Before heading to the theater, we ate next door at Bar Abilene. It was my first time eating dinner there and I quite liked it. I had a couple of sangritas (margarita's with a touch of sangria) that were dangerously good. They went down a little too smoothly! The chips and salsa were addictive and I ate way too many. For dinner I had a margherita tostada (basically a margherita pizza on a tortilla) and the chili - both were delicious. I was so full that I still felt full when I went to bed hours later. I would definitely go back there again.

The film print was late getting to the theater from Chicago due to weather delays, but Chris and I are smart girls and had brought along some knitting. So no worries, mate! It's not only the summer of documentaries, it's also the summer of socks and I cast on the blue Koigu I got from Elizabeth.

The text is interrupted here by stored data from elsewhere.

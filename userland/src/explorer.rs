//! File explorer: a GUI client that pages the current directory through
//! `SYS_DIR_LIST` into its window body.

use alloc::format;
use alloc::string::String;

use orion_abi::gui::GUI_MSG_TEXT_MAX;

use crate::syscall::*;

const MAX_ENTRIES: usize = 64;
const NAME_LEN: usize = 32;
const PAGE_LINES: usize = 8;

struct Listing {
    names: [u8; MAX_ENTRIES * NAME_LEN],
    is_dir: [u8; MAX_ENTRIES],
    count: usize,
}

impl Listing {
    fn refresh(&mut self, path: &str) -> bool {
        let count = sys_dir_list(
            Some(path),
            &mut self.names,
            &mut self.is_dir,
            NAME_LEN as u32,
        );
        if count < 0 {
            return false;
        }
        self.count = count as usize;
        true
    }

    fn name(&self, i: usize) -> &str {
        orion_lib::string::bytes_as_str(&self.names[i * NAME_LEN..(i + 1) * NAME_LEN])
    }
}

fn build_page_text(path: &str, listing: &Listing, page: usize) -> String {
    let mut out = String::new();
    out.push_str(&format!("Path: {}\n", if path.is_empty() { "/" } else { path }));

    let total_pages = listing.count.div_ceil(PAGE_LINES).max(1);
    let page = page.min(total_pages - 1);
    out.push_str(&format!("Page {}/{}  (n/p/r/q)\n", page + 1, total_pages));

    if listing.count == 0 {
        out.push_str("(empty)\n");
        return out;
    }

    let start = page * PAGE_LINES;
    let end = (start + PAGE_LINES).min(listing.count);
    for i in start..end {
        let mut name = listing.name(i);
        if name.len() > 24 {
            name = &name[..24];
        }
        let kind = if listing.is_dir[i] != 0 { 'D' } else { 'F' };
        let line = format!("[{}] {}\n", kind, name);
        if out.len() + line.len() >= GUI_MSG_TEXT_MAX - 1 {
            break;
        }
        out.push_str(&line);
    }
    out
}

pub extern "C" fn explorer_entry() {
    let path = "/";
    let mut listing = Listing {
        names: [0; MAX_ENTRIES * NAME_LEN],
        is_dir: [0; MAX_ENTRIES],
        count: 0,
    };

    if !listing.refresh(path) {
        if !gui_create(-1, -1, 360, 220, "Explorer") {
            sys_kprint("explorer: gui not running\n");
            sys_exit(1);
        }
        gui_set_text("explorer: list failed");
        sys_pause();
        sys_exit(1);
    }

    if !gui_create(-1, -1, 360, 240, "Explorer") {
        sys_kprint("explorer: gui not running\n");
        sys_exit(1);
    }

    let mut page = 0usize;
    gui_set_text(&build_page_text(path, &listing, page));

    loop {
        let key = sys_getkey();
        match key {
            0x1B | 0x71 | 0x51 => break,
            0x72 | 0x52 => {
                if !listing.refresh(path) {
                    gui_set_text("explorer: list failed");
                    continue;
                }
            }
            0x6E | 0x4E => page += 1,
            0x70 | 0x50 => page = page.saturating_sub(1),
            _ => continue,
        }

        let total_pages = listing.count.div_ceil(PAGE_LINES).max(1);
        page = page.min(total_pages - 1);
        gui_set_text(&build_page_text(path, &listing, page));
    }

    gui_close();
    sys_exit(0);
}
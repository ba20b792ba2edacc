use core::ffi::c_int;

use orion_abi::gui::{GUI_MSG_SET_TEXT, GUI_QUEUE_MAX, GuiMessage};

use crate::gui;

fn msg_with_tag(tag: i32) -> GuiMessage {
    let mut msg = GuiMessage::empty();
    msg.msg_type = GUI_MSG_SET_TEXT;
    msg.a = tag;
    // Whatever the client claims, the kernel stamps the real sender.
    msg.sender_pid = 0xBAD;
    msg
}

fn reset_seat() {
    gui::release_if_server(gui::server_pid());
}

pub fn test_bind_excludes_live_server() -> c_int {
    reset_seat();

    if !gui::bind(10, |_| true) {
        return -1;
    }
    // A different pid cannot take a live seat.
    if gui::bind(11, |pid| pid == 10) {
        reset_seat();
        return -1;
    }
    // A dead incumbent releases the seat implicitly.
    if !gui::bind(11, |_| false) {
        reset_seat();
        return -1;
    }
    reset_seat();
    0
}

pub fn test_send_requires_server() -> c_int {
    reset_seat();
    if gui::send(5, msg_with_tag(1)) {
        return -1;
    }
    0
}

pub fn test_queue_fifo_and_sender_stamp() -> c_int {
    reset_seat();
    if !gui::bind(20, |_| true) {
        return -1;
    }

    for tag in 1..=3 {
        if !gui::send(7, msg_with_tag(tag)) {
            reset_seat();
            return -1;
        }
    }

    for expected in 1..=3 {
        let Some(msg) = gui::recv(20) else {
            reset_seat();
            return -1;
        };
        if msg.a != expected || msg.sender_pid != 7 {
            reset_seat();
            return -1;
        }
    }

    reset_seat();
    0
}

pub fn test_queue_overflow_drops_send() -> c_int {
    reset_seat();
    if !gui::bind(30, |_| true) {
        return -1;
    }

    for tag in 0..GUI_QUEUE_MAX as i32 {
        if !gui::send(8, msg_with_tag(tag)) {
            reset_seat();
            return -1;
        }
    }
    if gui::send(8, msg_with_tag(999)) {
        reset_seat();
        return -1;
    }
    if gui::queue_len() != GUI_QUEUE_MAX as u32 {
        reset_seat();
        return -1;
    }

    reset_seat();
    0
}

pub fn test_recv_restricted_to_server() -> c_int {
    reset_seat();
    if !gui::bind(40, |_| true) {
        return -1;
    }
    if !gui::send(9, msg_with_tag(5)) {
        reset_seat();
        return -1;
    }

    // Not the server: nothing comes out, message stays queued.
    if gui::recv(41).is_some() {
        reset_seat();
        return -1;
    }
    if gui::queue_len() != 1 {
        reset_seat();
        return -1;
    }
    if gui::recv(40).is_none() {
        reset_seat();
        return -1;
    }

    reset_seat();
    0
}

pub fn test_server_death_releases_seat() -> c_int {
    reset_seat();
    if !gui::bind(50, |_| true) {
        return -1;
    }
    gui::release_if_server(50);
    if gui::server_pid() != 0 {
        return -1;
    }
    // Queue flushed with the seat.
    if gui::recv(50).is_some() {
        return -1;
    }
    0
}

orion_lib::define_test_suite!(
    gui_ipc,
    [
        test_bind_excludes_live_server,
        test_send_requires_server,
        test_queue_fifo_and_sender_stamp,
        test_queue_overflow_drops_send,
        test_recv_restricted_to_server,
        test_server_death_releases_seat,
    ]
);
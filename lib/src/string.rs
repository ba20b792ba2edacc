//! Helpers for the fixed-width byte buffers the kernel tables use.

/// Extract a NUL-padded byte array as a `&str`.
///
/// Scans for the first NUL (or end of slice) and interprets the prefix as
/// UTF-8. Returns `"<invalid>"` for non-UTF-8 data.
#[inline]
pub fn bytes_as_str(buf: &[u8]) -> &str {
    let len = buf.iter().position(|&b| b == 0).unwrap_or(buf.len());
    core::str::from_utf8(&buf[..len]).unwrap_or("<invalid>")
}

/// Copy `src` into a NUL-padded fixed buffer, truncating to capacity - 1.
#[inline]
pub fn copy_into_padded(dst: &mut [u8], src: &[u8]) {
    let len = src.len().min(dst.len().saturating_sub(1));
    dst[..len].copy_from_slice(&src[..len]);
    dst[len..].fill(0);
}

/// Case-insensitive ASCII equality.
#[inline]
pub fn eq_ignore_ascii_case(a: &[u8], b: &[u8]) -> bool {
    a.len() == b.len()
        && a.iter()
            .zip(b.iter())
            .all(|(x, y)| x.to_ascii_lowercase() == y.to_ascii_lowercase())
}

/// Trim ASCII whitespace from both ends.
pub fn trim(bytes: &[u8]) -> &[u8] {
    let start = bytes
        .iter()
        .position(|b| !b.is_ascii_whitespace())
        .unwrap_or(bytes.len());
    let end = bytes
        .iter()
        .rposition(|b| !b.is_ascii_whitespace())
        .map_or(start, |p| p + 1);
    &bytes[start..end]
}

/// Parse a decimal unsigned integer; None on empty or non-digit input.
pub fn parse_u32(bytes: &[u8]) -> Option<u32> {
    if bytes.is_empty() {
        return None;
    }
    let mut value: u32 = 0;
    for &b in bytes {
        if !b.is_ascii_digit() {
            return None;
        }
        value = value.checked_mul(10)?.checked_add((b - b'0') as u32)?;
    }
    Some(value)
}

/// First position of `needle` inside `haystack`.
pub fn find(haystack: &[u8], needle: &[u8]) -> Option<usize> {
    if needle.is_empty() || haystack.len() < needle.len() {
        return None;
    }
    (0..=haystack.len() - needle.len()).find(|&i| &haystack[i..i + needle.len()] == needle)
}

Mmmmmmmm... I'm loving working with Koigu again. It's been years since I've used it and I didn't even know I missed it. I didn't get that much done in the theater, I also continued when I got home and watched "Hex" on BBC America. So far there's not much to watch on tv this summer, but two of the shows I do watch are on at the exact same time - of course! "Hex" is a sort of guilty pleasure for me. It's about this girl in boarding school who finds out she's from a long line of witches who are cursed and she's being pursued by the devil to have his child. Oh, and she's got the ghost of her lesbian roommate haunting her too. It's goofy fun with pretty people speaking in British accents! The other show is "Windfall" on NBC about a group of people who win a huge lottery. It's sort of night-time soapy, but I like the cast and have gotten caught up in the drama. I hear it isn't doing so well in the ratings, so I hope it doesn't get pulled. The other show I'm watching is the second run of this season of 24. I was in Mexico when it started, so I was going to just watch it on DVD, but they're replaying the whole season two episodes at a time on Friday nights, so I'm watching for free! The other shows I'm watching this summer are "Entourage" on HBO and "The Closer" on TNT. Those are both returning shows that I really like. I started watching "Saved" which is on after "The Closer" on TNT also. I think I'll keep watching it. It stars Tom Everett Scott as a guy who drops out of medical school after being dumped by his girlfriend and becomes a paramedic - much to his surgeon-father's disappointment. Oh, he also has a gambling addiction and his ex-girlfriend is now a doctor at the hospital he brings patients to and he's still in love with her. When they pick up a patient in the ambulance they do a quick montage of how the patient became in need of an ambulance, which I think is pretty cool and different. That's about all I'm watching this summer, aside from some stray re-runs I missed the first time around and movies on HBO and Showtime.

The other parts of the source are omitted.